Should I pay for traffic?

Posted by Josh.Gale on Sep 17, 2014 6:19:27 AM

An Internet marketing consultant was once asked by an SEO professional why he would ever buy traffic if he can get organic traffic with SEO. His response pointed to his understanding of the direction that digital advertising is headed.
In his response, he asked the SEO marketer, “If you were to have your absolute best day, how much traffic could you drive to your site for that day using SEO?”

The man replied that he could probably send 1,000 or so.

The follow-up question to this was excellent. “That’s very good, but what if you wanted to send 10,000 or 100,000?”

The point the consultant was meaning to make was not that other forms of marketing are not viable. Rather, he was emphasizing the control over your traffic’s volume and demographic if you’re buying paid media traffic.

He was right. Paid media marketing, which includes banners, text ads, PPV, pops, and solo ads, has proven itself in the current digital market.

Benefits include:

1. Web 2.0-Friendly: This kind of paid traffic shows itself to be adaptable to social media platforms and other high-traffic sites that do not qualify as search engines. With the rise of Facebook, Twitter, Pinterest, Instagram, and others, being able to get brand visibility in the space provides an advantage over advertisers who are not or cannot.

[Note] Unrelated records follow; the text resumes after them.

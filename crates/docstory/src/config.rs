//! Configuration for the story pipeline

use serde::{Deserialize, Serialize};
use std::path::{Path, PathBuf};

use crate::error::{Error, Result};
use crate::language::Locale;

/// Environment variable consulted when `text.anthropic.api_key` is empty
pub const ANTHROPIC_API_KEY_ENV: &str = "ANTHROPIC_API_KEY";
/// Environment variable consulted when `image.api_key` is empty
pub const STABILITY_API_KEY_ENV: &str = "STABILITY_API_KEY";
/// Environment variable consulted when `voice.api_key` is empty
pub const ELEVENLABS_API_KEY_ENV: &str = "ELEVENLABS_API_KEY";

/// Main pipeline configuration
#[derive(Debug, Clone, Default, Serialize, Deserialize)]
#[serde(default)]
pub struct StoryConfig {
    /// Chunking configuration
    pub chunking: ChunkingConfig,
    /// Story generation settings
    pub story: StorySettings,
    /// Text generation backend
    pub text: TextBackendConfig,
    /// Image generation backend
    pub image: ImageConfig,
    /// Voice generation backend
    pub voice: VoiceConfig,
    /// Retry policy shared by every backend invocation
    pub retry: RetryConfig,
    /// Processing configuration
    pub processing: ProcessingConfig,
    /// Output locations
    pub output: OutputConfig,
}

impl StoryConfig {
    /// Load configuration from a TOML file
    pub fn from_file(path: impl AsRef<Path>) -> Result<Self> {
        let path = path.as_ref();
        let raw = std::fs::read_to_string(path)?;
        let config: StoryConfig = toml::from_str(&raw)?;
        tracing::debug!("Loaded configuration from {}", path.display());
        Ok(config)
    }

    /// Default configuration file location (`<config dir>/docstory/config.toml`)
    pub fn default_path() -> Option<PathBuf> {
        dirs::config_dir().map(|dir| dir.join("docstory").join("config.toml"))
    }

    /// Load from an explicit path, else from the default location if present,
    /// else fall back to defaults; API keys are then completed from the environment
    pub fn load(path: Option<&Path>) -> Result<Self> {
        let mut config = match path {
            Some(path) => Self::from_file(path)?,
            None => match Self::default_path().filter(|p| p.exists()) {
                Some(default) => Self::from_file(default)?,
                None => Self::default(),
            },
        };
        config.apply_env();
        Ok(config)
    }

    /// Fill empty API keys from the environment
    pub fn apply_env(&mut self) {
        fill_from_env(&mut self.text.anthropic.api_key, ANTHROPIC_API_KEY_ENV);
        fill_from_env(&mut self.image.api_key, STABILITY_API_KEY_ENV);
        fill_from_env(&mut self.voice.api_key, ELEVENLABS_API_KEY_ENV);
    }

    /// Check structural settings; runs before any backend is contacted
    pub fn validate(&self) -> Result<()> {
        self.chunking.validate()?;

        if self.story.parts == 0 {
            return Err(Error::config("story.parts must be at least 1"));
        }
        if self.retry.max_attempts == 0 {
            return Err(Error::config("retry.max_attempts must be at least 1"));
        }
        if self.processing.parallel_parts == Some(0) {
            return Err(Error::config("processing.parallel_parts must be at least 1"));
        }
        Ok(())
    }

    /// Check that the HTTP backends selected by this configuration have credentials
    pub fn validate_credentials(&self) -> Result<()> {
        if self.text.provider == TextProvider::Anthropic && self.text.anthropic.api_key.is_empty() {
            return Err(Error::config(format!(
                "text.anthropic.api_key is empty (set it or {})",
                ANTHROPIC_API_KEY_ENV
            )));
        }
        if self.image.api_key.is_empty() {
            return Err(Error::config(format!(
                "image.api_key is empty (set it or {})",
                STABILITY_API_KEY_ENV
            )));
        }
        if self.voice.enabled && self.voice.api_key.is_empty() {
            return Err(Error::config(format!(
                "voice.api_key is empty (set it, {} or disable voice)",
                ELEVENLABS_API_KEY_ENV
            )));
        }
        Ok(())
    }
}

fn fill_from_env(slot: &mut String, var: &str) {
    if slot.is_empty() {
        if let Ok(value) = std::env::var(var) {
            *slot = value;
        }
    }
}

/// Text chunking configuration
#[derive(Debug, Clone, Serialize, Deserialize)]
#[serde(default)]
pub struct ChunkingConfig {
    /// Window width in characters
    pub chunk_size: usize,
    /// Characters shared by consecutive chunks
    pub chunk_overlap: usize,
}

impl Default for ChunkingConfig {
    fn default() -> Self {
        Self {
            chunk_size: 1000,
            chunk_overlap: 200,
        }
    }
}

impl ChunkingConfig {
    /// Reject window settings that would never advance
    pub fn validate(&self) -> Result<()> {
        if self.chunk_size == 0 {
            return Err(Error::config("chunking.chunk_size must be greater than 0"));
        }
        if self.chunk_overlap >= self.chunk_size {
            return Err(Error::config(format!(
                "chunking.chunk_overlap ({}) must be smaller than chunking.chunk_size ({})",
                self.chunk_overlap, self.chunk_size
            )));
        }
        Ok(())
    }
}

/// Story generation settings
#[derive(Debug, Clone, Serialize, Deserialize)]
#[serde(default)]
pub struct StorySettings {
    /// Number of story parts requested from the model (the answer may differ)
    pub parts: usize,
    /// Force a locale instead of detecting it
    pub locale: Option<Locale>,
    /// Render image prompts in another locale than the story
    pub image_locale: Option<Locale>,
    /// Drop parts whose image prompt could not be extracted instead of
    /// sending the sentinel to the image backend
    pub skip_missing_image_prompts: bool,
}

impl Default for StorySettings {
    fn default() -> Self {
        Self {
            parts: 6,
            locale: None,
            image_locale: None,
            skip_missing_image_prompts: false,
        }
    }
}

/// Text generation provider selection
#[derive(Debug, Clone, Copy, Default, Serialize, Deserialize, PartialEq, Eq)]
#[serde(rename_all = "lowercase")]
pub enum TextProvider {
    /// Local Ollama server
    #[default]
    Ollama,
    /// Anthropic Messages API
    Anthropic,
}

/// Text generation backend configuration
#[derive(Debug, Clone, Default, Serialize, Deserialize)]
#[serde(default)]
pub struct TextBackendConfig {
    /// Which backend to use
    pub provider: TextProvider,
    /// Ollama settings
    pub ollama: OllamaConfig,
    /// Anthropic settings
    pub anthropic: AnthropicConfig,
}

/// Ollama configuration
#[derive(Debug, Clone, Serialize, Deserialize)]
#[serde(default)]
pub struct OllamaConfig {
    /// Ollama base URL
    pub base_url: String,
    /// Generation model name
    pub model: String,
    /// Temperature for generation
    pub temperature: f32,
    /// Context window size (tokens)
    pub context_size: usize,
}

impl Default for OllamaConfig {
    fn default() -> Self {
        Self {
            base_url: "http://localhost:11434".to_string(),
            model: "llama3.1:8b".to_string(),
            temperature: 0.7,
            context_size: 8192,
        }
    }
}

/// Anthropic Messages API configuration
#[derive(Debug, Clone, Serialize, Deserialize)]
#[serde(default)]
pub struct AnthropicConfig {
    /// API base URL
    pub base_url: String,
    /// API key (falls back to `ANTHROPIC_API_KEY`)
    pub api_key: String,
    /// Model identifier
    pub model: String,
    /// `anthropic-version` header value
    pub api_version: String,
    /// Maximum tokens to generate
    pub max_tokens: u32,
}

impl Default for AnthropicConfig {
    fn default() -> Self {
        Self {
            base_url: "https://api.anthropic.com".to_string(),
            api_key: String::new(),
            model: "claude-3-5-sonnet-latest".to_string(),
            api_version: "2023-06-01".to_string(),
            max_tokens: 4096,
        }
    }
}

/// Image generation backend configuration (Stability REST API)
#[derive(Debug, Clone, Serialize, Deserialize)]
#[serde(default)]
pub struct ImageConfig {
    /// API base URL
    pub base_url: String,
    /// API key (falls back to `STABILITY_API_KEY`)
    pub api_key: String,
    /// Engine identifier
    pub engine: String,
    /// Style preset sent with every request
    pub style_preset: String,
    /// Guidance scale
    pub cfg_scale: f32,
    /// Diffusion steps
    pub steps: u32,
    /// Output width in pixels
    pub width: u32,
    /// Output height in pixels
    pub height: u32,
}

impl Default for ImageConfig {
    fn default() -> Self {
        Self {
            base_url: "https://api.stability.ai".to_string(),
            api_key: String::new(),
            engine: "stable-diffusion-xl-1024-v1-0".to_string(),
            style_preset: "photographic".to_string(),
            cfg_scale: 10.0,
            steps: 30,
            width: 1024,
            height: 1024,
        }
    }
}

/// Voice generation backend configuration (ElevenLabs REST API)
#[derive(Debug, Clone, Serialize, Deserialize)]
#[serde(default)]
pub struct VoiceConfig {
    /// Generate narration audio for each part
    pub enabled: bool,
    /// API base URL
    pub base_url: String,
    /// API key (falls back to `ELEVENLABS_API_KEY`)
    pub api_key: String,
    /// Voice model identifier
    pub model: String,
    /// Persona name resolved to a backend voice id
    pub voice_name: String,
    /// Voice stability setting
    pub stability: f32,
    /// Voice similarity boost setting
    pub similarity_boost: f32,
}

impl Default for VoiceConfig {
    fn default() -> Self {
        Self {
            enabled: true,
            base_url: "https://api.elevenlabs.io".to_string(),
            api_key: String::new(),
            model: "eleven_multilingual_v2".to_string(),
            voice_name: "Brian".to_string(),
            stability: 0.75,
            similarity_boost: 0.75,
        }
    }
}

/// Delay growth between retry attempts
#[derive(Debug, Clone, Copy, Default, Serialize, Deserialize, PartialEq, Eq)]
#[serde(rename_all = "lowercase")]
pub enum BackoffStrategy {
    /// Same delay before every retry
    #[default]
    Fixed,
    /// Delay doubles after every retry, capped by `max_delay_ms`
    Exponential,
}

/// Retry configuration applied to text, image and voice invocations alike
#[derive(Debug, Clone, Serialize, Deserialize)]
#[serde(default)]
pub struct RetryConfig {
    /// Total attempts per invocation, first one included
    pub max_attempts: u32,
    /// Delay growth
    pub backoff: BackoffStrategy,
    /// Delay before the first retry in milliseconds
    pub initial_delay_ms: u64,
    /// Upper bound for exponential delays in milliseconds
    pub max_delay_ms: u64,
    /// Timeout for a single attempt in seconds (0 disables it)
    pub attempt_timeout_secs: u64,
}

impl Default for RetryConfig {
    fn default() -> Self {
        Self {
            max_attempts: 3,
            backoff: BackoffStrategy::Fixed,
            initial_delay_ms: 5_000,
            max_delay_ms: 60_000,
            attempt_timeout_secs: 180,
        }
    }
}

/// Processing configuration
#[derive(Debug, Clone, Serialize, Deserialize)]
#[serde(default)]
pub struct ProcessingConfig {
    /// Story parts processed concurrently (default: CPU count, max 4)
    pub parallel_parts: Option<usize>,
    /// TCP connect timeout for backend clients in seconds
    pub connect_timeout_secs: u64,
}

impl Default for ProcessingConfig {
    fn default() -> Self {
        Self {
            parallel_parts: None,
            connect_timeout_secs: 10,
        }
    }
}

impl ProcessingConfig {
    /// Resolve the effective worker count
    pub fn effective_parallel_parts(&self) -> usize {
        self.parallel_parts
            .unwrap_or_else(|| num_cpus::get().min(4))
            .max(1)
    }
}

/// Output locations
#[derive(Debug, Clone, Serialize, Deserialize)]
#[serde(default)]
pub struct OutputConfig {
    /// JSON artifact with the final records
    pub path: PathBuf,
    /// Directory receiving decoded images and audio, if set
    pub media_dir: Option<PathBuf>,
    /// JSON dump of the text chunks, if set
    pub chunks_path: Option<PathBuf>,
}

impl Default for OutputConfig {
    fn default() -> Self {
        Self {
            path: PathBuf::from("output.json"),
            media_dir: None,
            chunks_path: None,
        }
    }
}

#[cfg(test)]
mod tests {
    use super::*;

    #[test]
    fn test_defaults_validate() {
        let config = StoryConfig::default();
        assert!(config.validate().is_ok());
        assert_eq!(config.story.parts, 6);
        assert_eq!(config.voice.voice_name, "Brian");
        assert_eq!(config.image.style_preset, "photographic");
        assert_eq!(config.retry.max_attempts, 3);
    }

    #[test]
    fn test_overlap_must_be_smaller_than_chunk_size() {
        let mut config = StoryConfig::default();
        config.chunking.chunk_size = 100;
        config.chunking.chunk_overlap = 100;
        let err = config.validate().unwrap_err();
        assert!(err.is_configuration());

        config.chunking.chunk_overlap = 99;
        assert!(config.validate().is_ok());
    }

    #[test]
    fn test_zero_chunk_size_rejected() {
        let chunking = ChunkingConfig {
            chunk_size: 0,
            chunk_overlap: 0,
        };
        assert!(matches!(chunking.validate(), Err(Error::Config(_))));
    }

    #[test]
    fn test_partial_toml_uses_defaults() {
        let raw = r#"
            [chunking]
            chunk_size = 100
            chunk_overlap = 20

            [story]
            locale = "pt"

            [text]
            provider = "anthropic"

            [retry]
            backoff = "exponential"
            max_attempts = 5
        "#;
        let config: StoryConfig = toml::from_str(raw).unwrap();
        assert_eq!(config.chunking.chunk_size, 100);
        assert_eq!(config.chunking.chunk_overlap, 20);
        assert_eq!(config.story.locale, Some(Locale::Portuguese));
        assert_eq!(config.story.parts, 6);
        assert_eq!(config.text.provider, TextProvider::Anthropic);
        assert_eq!(config.text.anthropic.max_tokens, 4096);
        assert_eq!(config.retry.backoff, BackoffStrategy::Exponential);
        assert_eq!(config.retry.max_attempts, 5);
        assert_eq!(config.image.steps, 30);
    }

    #[test]
    fn test_credentials_required_for_selected_backends() {
        let mut config = StoryConfig::default();
        config.image.api_key = "sk-image".into();
        config.voice.enabled = false;
        assert!(config.validate_credentials().is_ok());

        config.voice.enabled = true;
        assert!(config.validate_credentials().is_err());

        config.voice.api_key = "el-key".into();
        config.text.provider = TextProvider::Anthropic;
        assert!(config.validate_credentials().is_err());
    }

    #[test]
    fn test_from_file() {
        let dir = tempfile::tempdir().unwrap();
        let path = dir.path().join("config.toml");
        std::fs::write(&path, "[voice]\nenabled = false\nvoice_name = \"Rachel\"\n").unwrap();

        let config = StoryConfig::from_file(&path).unwrap();
        assert!(!config.voice.enabled);
        assert_eq!(config.voice.voice_name, "Rachel");
        assert_eq!(config.voice.stability, 0.75);
    }

    #[test]
    fn test_effective_parallel_parts() {
        let processing = ProcessingConfig {
            parallel_parts: Some(2),
            ..Default::default()
        };
        assert_eq!(processing.effective_parallel_parts(), 2);
        assert!(ProcessingConfig::default().effective_parallel_parts() >= 1);
    }
}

2. Automated Fresh Content: Content can be user-generated and constantly updated more easily. With the usability of social platforms and the potential for content to go viral, there is more potential for content that is both free to the advertiser and profitable.

3. Nearly Unlimited Volume: Traffic supply is high, so the demand can be met by the supply. Because this form of traffic is so adaptable to social media platforms, and because social media traffic is so vast, it is virtually impossible to need or want more traffic than is available.

4. Low Cost: The supply being what it is, the cost is lower per click than most other viable forms of traffic. Because many of these large sites are getting the traffic, regardless of whether or not they have advertisers paying to display ads to the visitors, it is in the site’s best interest to make the traffic cheap enough to sell all of it.

5. Volume Control: The volume results are predictable and more easily targeted. If you want 100,000 clicks per day, you can get 100,000 per day. If you want traffic from only a specific demographic (set by age, income level, geolocation, employment, or other affiliations), you can often get precisely what you’re looking for.

6. Eay-To-Gauge ROI: Because your expenses are based on the volume of traffic you buy, and not the man hours invested into setting up an organic traffic infrastructure, the net EPC (Earnings Per Click) is far simpler to establish during testing and to ensure campaign profitability.

These days, most high-traffic sites have several means for advertisers to advertise with them. This puts you, the advertiser, in the driver seat. You can shop around. You can get as much traffic as you want. You can split test multiple traffic sources without an inordinately large investment.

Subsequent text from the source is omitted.